Y obligando al hombre a levantarse a patadas, le hizo mostrarle dónde guardaba su bolsa.

—Vaya, hay bastante más de diez ducados —comentó Niccoló sonriendo—. Me quedo el resto por las molestias.

Joan hizo reunir a todos los cautivos en el patio. Había más de tres docenas y la mayoría eran gentes de color entre las que se encontraban varias mujeres. En sus caras se leía la sorpresa y la incertidumbre.

—El que quiera escapar, que salga corriendo cuando yo le diga —les dijo Joan repitiéndolo en las principales lenguas que conocía.

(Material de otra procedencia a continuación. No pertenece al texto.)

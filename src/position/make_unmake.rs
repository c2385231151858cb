//! make/unmake (C2 §4.2). Nine-step ordering: snapshot undo state, clear the
//! old en-passant key, resolve the move kind (normal/capture/castling/
//! en-passant/promotion), update castling rights, set a new en-passant
//! square on double pawn pushes, update the halfmove clock, flip the side to
//! move, push the new key onto the repetition history, and recompute
//! checkers. Grounded on the teacher's `UnmakeInfo`/`NullMoveInfo` snapshot
//! pattern in `board/state.rs`, generalized to maintain the pawn/non-pawn
//! hash triad incrementally rather than recomputing from scratch.

use super::{Position, StateInfo, CASTLE_BK, CASTLE_BQ, CASTLE_WK, CASTLE_WQ};
use crate::types::{Color, Move, MoveKind, Piece, PieceType, Square};
use crate::zobrist;

fn castling_mask_for_square(sq: Square) -> u8 {
    match sq.index() {
        0 => CASTLE_WQ,
        4 => CASTLE_WK | CASTLE_WQ,
        7 => CASTLE_WK,
        56 => CASTLE_BQ,
        60 => CASTLE_BK | CASTLE_BQ,
        63 => CASTLE_BK,
        _ => 0,
    }
}

fn castle_rook_squares(from: Square, to: Square) -> (Square, Square) {
    let home_rank = from.rank();
    if to.file() == 6 {
        (
            Square::from_file_rank(7, home_rank),
            Square::from_file_rank(5, home_rank),
        )
    } else {
        (
            Square::from_file_rank(0, home_rank),
            Square::from_file_rank(3, home_rank),
        )
    }
}

pub fn make_move(pos: &mut Position, mv: Move) {
    let us = pos.side_to_move;
    let them = !us;
    let from = mv.from();
    let to = mv.to();
    let piece = pos.piece_at(from);
    debug_assert!(!piece.is_none() && piece.color() == us);

    let snapshot_side = us;
    let snapshot = StateInfo {
        castling_rights: pos.castling_rights,
        en_passant_square: pos.ep_square,
        halfmove_clock: pos.halfmove_clock,
        hash: pos.hash,
        pawn_hash: pos.pawn_hash,
        non_pawn_hash: pos.non_pawn_hash,
        captured: Piece::NONE,
        checkers: pos.checkers,
        side_to_move: snapshot_side,
        repetition: 0,
    };

    let mut hash = pos.hash;
    let mut pawn_hash = pos.pawn_hash;
    let mut non_pawn_hash = pos.non_pawn_hash;

    if let Some(ep) = pos.ep_square.take() {
        hash ^= zobrist::en_passant_key(ep.file());
    }

    let mut captured = Piece::NONE;

    match mv.kind() {
        MoveKind::EnPassant => {
            let captured_sq = Square::from_file_rank(to.file(), from.rank());
            captured = pos.remove_piece(captured_sq);
            let cap_key = zobrist::piece_key(captured, captured_sq);
            hash ^= cap_key;
            pawn_hash ^= cap_key;

            pos.move_piece(from, to);
            let move_key = zobrist::piece_key(piece, from) ^ zobrist::piece_key(piece, to);
            hash ^= move_key;
            pawn_hash ^= move_key;
        }
        MoveKind::Castling => {
            let (rook_from, rook_to) = castle_rook_squares(from, to);
            let rook = pos.remove_piece(rook_from);
            pos.move_piece(from, to);
            pos.set_piece(rook_to, rook);

            let king_key = zobrist::piece_key(piece, from) ^ zobrist::piece_key(piece, to);
            let rook_key = zobrist::piece_key(rook, rook_from) ^ zobrist::piece_key(rook, rook_to);
            hash ^= king_key ^ rook_key;
            non_pawn_hash[us.index()] ^= rook_key;
        }
        _ => {
            if !pos.piece_at(to).is_none() {
                captured = pos.remove_piece(to);
                let cap_key = zobrist::piece_key(captured, to);
                hash ^= cap_key;
                match captured.piece_type() {
                    PieceType::Pawn => pawn_hash ^= cap_key,
                    PieceType::King => {}
                    _ => non_pawn_hash[them.index()] ^= cap_key,
                }
            }

            if mv.is_promotion() {
                pos.remove_piece(from);
                let promo_type = mv.kind().promotion_piece().expect("promotion move carries a piece");
                let promo_piece = Piece::new(promo_type, us);
                pos.set_piece(to, promo_piece);
                let from_key = zobrist::piece_key(piece, from);
                hash ^= from_key;
                pawn_hash ^= from_key;
                let to_key = zobrist::piece_key(promo_piece, to);
                hash ^= to_key;
                non_pawn_hash[us.index()] ^= to_key;
            } else {
                pos.move_piece(from, to);
                let move_key = zobrist::piece_key(piece, from) ^ zobrist::piece_key(piece, to);
                hash ^= move_key;
                match piece.piece_type() {
                    PieceType::Pawn => pawn_hash ^= move_key,
                    PieceType::King => {}
                    _ => non_pawn_hash[us.index()] ^= move_key,
                }
            }
        }
    }

    if piece.piece_type() == PieceType::Pawn {
        let diff = (to.index() as i16 - from.index() as i16).abs();
        if diff == 16 {
            let ep_sq = Square(((from.index() + to.index()) / 2) as u8);
            pos.ep_square = Some(ep_sq);
            hash ^= zobrist::en_passant_key(ep_sq.file());
        }
    }

    let old_rights = pos.castling_rights;
    let new_rights = old_rights & !castling_mask_for_square(from) & !castling_mask_for_square(to);
    if new_rights != old_rights {
        hash ^= zobrist::castling_key(old_rights);
        hash ^= zobrist::castling_key(new_rights);
        pos.castling_rights = new_rights;
    }

    if piece.piece_type() == PieceType::Pawn || !captured.is_none() {
        pos.halfmove_clock = 0;
    } else {
        pos.halfmove_clock += 1;
    }

    hash ^= zobrist::side_key();
    pos.side_to_move = them;
    if us == Color::Black {
        pos.fullmove_number += 1;
    }

    pos.hash = hash;
    pos.pawn_hash = pawn_hash;
    pos.non_pawn_hash = non_pawn_hash;
    pos.key_history.push(hash);

    let mut stored = snapshot;
    stored.captured = captured;
    pos.history.push(stored);

    pos.recompute_checkers();
}

pub fn undo_move(pos: &mut Position, mv: Move) {
    let snapshot = pos
        .history
        .pop()
        .expect("undo_move called without a matching make_move");
    let us = snapshot.side_to_move;
    let from = mv.from();
    let to = mv.to();

    if us == Color::Black {
        pos.fullmove_number -= 1;
    }
    pos.side_to_move = us;

    match mv.kind() {
        MoveKind::EnPassant => {
            let piece = pos.remove_piece(to);
            pos.set_piece(from, piece);
            let captured_sq = Square::from_file_rank(to.file(), from.rank());
            pos.set_piece(captured_sq, snapshot.captured);
        }
        MoveKind::Castling => {
            let (rook_from, rook_to) = castle_rook_squares(from, to);
            let king = pos.remove_piece(to);
            pos.set_piece(from, king);
            let rook = pos.remove_piece(rook_to);
            pos.set_piece(rook_from, rook);
        }
        _ => {
            if mv.is_promotion() {
                pos.remove_piece(to);
                pos.set_piece(from, Piece::new(PieceType::Pawn, us));
            } else {
                let piece = pos.remove_piece(to);
                pos.set_piece(from, piece);
            }
            if !snapshot.captured.is_none() {
                pos.set_piece(to, snapshot.captured);
            }
        }
    }

    pos.castling_rights = snapshot.castling_rights;
    pos.ep_square = snapshot.en_passant_square;
    pos.halfmove_clock = snapshot.halfmove_clock;
    pos.hash = snapshot.hash;
    pos.pawn_hash = snapshot.pawn_hash;
    pos.non_pawn_hash = snapshot.non_pawn_hash;
    pos.checkers = snapshot.checkers;
    pos.key_history.pop();
}

pub fn make_null(pos: &mut Position) {
    let us = pos.side_to_move;
    let snapshot = StateInfo {
        castling_rights: pos.castling_rights,
        en_passant_square: pos.ep_square,
        halfmove_clock: pos.halfmove_clock,
        hash: pos.hash,
        pawn_hash: pos.pawn_hash,
        non_pawn_hash: pos.non_pawn_hash,
        captured: Piece::NONE,
        checkers: pos.checkers,
        side_to_move: us,
        repetition: 0,
    };

    let mut hash = pos.hash;
    if let Some(ep) = pos.ep_square.take() {
        hash ^= zobrist::en_passant_key(ep.file());
    }
    hash ^= zobrist::side_key();
    pos.hash = hash;
    pos.side_to_move = !us;
    pos.halfmove_clock += 1;
    pos.key_history.push(hash);
    pos.history.push(snapshot);
    pos.recompute_checkers();
}

pub fn undo_null(pos: &mut Position) {
    let snapshot = pos
        .history
        .pop()
        .expect("undo_null called without a matching make_null");
    pos.side_to_move = snapshot.side_to_move;
    pos.castling_rights = snapshot.castling_rights;
    pos.ep_square = snapshot.en_passant_square;
    pos.halfmove_clock = snapshot.halfmove_clock;
    pos.hash = snapshot.hash;
    pos.pawn_hash = snapshot.pawn_hash;
    pos.non_pawn_hash = snapshot.non_pawn_hash;
    pos.checkers = snapshot.checkers;
    pos.key_history.pop();
}

/// Hash after `mv` without mutating `pos`. Exact for the fields that matter
/// to TT prefetch and move ordering (piece placement, side to move, en
/// passant, castling rights).
#[must_use]
pub fn key_after(pos: &Position, mv: Move) -> u64 {
    let us = pos.side_to_move;
    let from = mv.from();
    let to = mv.to();
    let piece = pos.piece_at(from);
    let mut hash = pos.hash;

    if let Some(ep) = pos.ep_square {
        hash ^= zobrist::en_passant_key(ep.file());
    }

    match mv.kind() {
        MoveKind::EnPassant => {
            let captured_sq = Square::from_file_rank(to.file(), from.rank());
            let captured = pos.piece_at(captured_sq);
            hash ^= zobrist::piece_key(captured, captured_sq);
            hash ^= zobrist::piece_key(piece, from) ^ zobrist::piece_key(piece, to);
        }
        MoveKind::Castling => {
            let (rook_from, rook_to) = castle_rook_squares(from, to);
            let rook = pos.piece_at(rook_from);
            hash ^= zobrist::piece_key(piece, from) ^ zobrist::piece_key(piece, to);
            hash ^= zobrist::piece_key(rook, rook_from) ^ zobrist::piece_key(rook, rook_to);
        }
        _ => {
            let target = pos.piece_at(to);
            if !target.is_none() {
                hash ^= zobrist::piece_key(target, to);
            }
            if let Some(promo_type) = mv.kind().promotion_piece() {
                hash ^= zobrist::piece_key(piece, from);
                hash ^= zobrist::piece_key(Piece::new(promo_type, us), to);
            } else {
                hash ^= zobrist::piece_key(piece, from) ^ zobrist::piece_key(piece, to);
            }
        }
    }

    let old_rights = pos.castling_rights;
    let new_rights = old_rights & !castling_mask_for_square(from) & !castling_mask_for_square(to);
    if new_rights != old_rights {
        hash ^= zobrist::castling_key(old_rights);
        hash ^= zobrist::castling_key(new_rights);
    }

    if piece.piece_type() == PieceType::Pawn {
        let diff = (to.index() as i16 - from.index() as i16).abs();
        if diff == 16 {
            let ep_sq = Square(((from.index() + to.index()) / 2) as u8);
            hash ^= zobrist::en_passant_key(ep_sq.file());
        }
    }

    hash ^ zobrist::side_key()
}

#[cfg(test)]
mod tests {
    use super::*;
    use crate::position::Position;

    #[test]
    fn make_then_undo_restores_startpos_hash() {
        crate::attacks::init();
        crate::zobrist::init();
        let mut pos = Position::startpos();
        let original_hash = pos.hash();
        let mv = Move::new(Square::from_file_rank(4, 1), Square::from_file_rank(4, 3), MoveKind::Quiet);
        pos.make_move(mv);
        assert_ne!(pos.hash(), original_hash);
        pos.undo_move(mv);
        assert_eq!(pos.hash(), original_hash);
        assert_eq!(pos.fen(), Position::startpos().fen());
    }

    #[test]
    fn make_null_then_undo_null_restores_position() {
        crate::attacks::init();
        crate::zobrist::init();
        let mut pos = Position::startpos();
        let original_hash = pos.hash();
        pos.make_null();
        pos.undo_null();
        assert_eq!(pos.hash(), original_hash);
    }
}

Por si no le entendían, representó el mensaje con gestos. Le hubiera gustado poderlos llevar consigo en la galera, pero aquellos seres eran esclavos legales y se le hubiera acusado de robo de propiedad ajena. Por desgracia, no se podía transportar a las personas con la misma facilidad que los ducados que Niccoló le había arrebatado al esclavista.

Dudaba que la mayoría pudieran fugarse con éxito y lograr la libertad, pero al menos quien quisiera podría intentarlo. Antes de salir les quitaron los grilletes en el patio y les gritó:

—Todos fuera. —Y les hizo gestos vigorosos con los brazos. Los que parecían europeos, quizá genoveses, esclavizados por deudas o delitos leves, fueron los primeros en salir corriendo y los demás los siguieron llenando de repente la calle del Campo. La gente se apartaba asustada y los guardias de la Porta dei Vacca, reconociendo a los esclavos, salieron en su persecución. Detrás iban Joan y Niccoló andando tranquilamente hacia el puerto.

—¡Ah! —le dijo Joan a Niccoló mientras se quitaba los guantes manchados de sangre—. ¡Qué satisfacción da el trabajo bien hecho!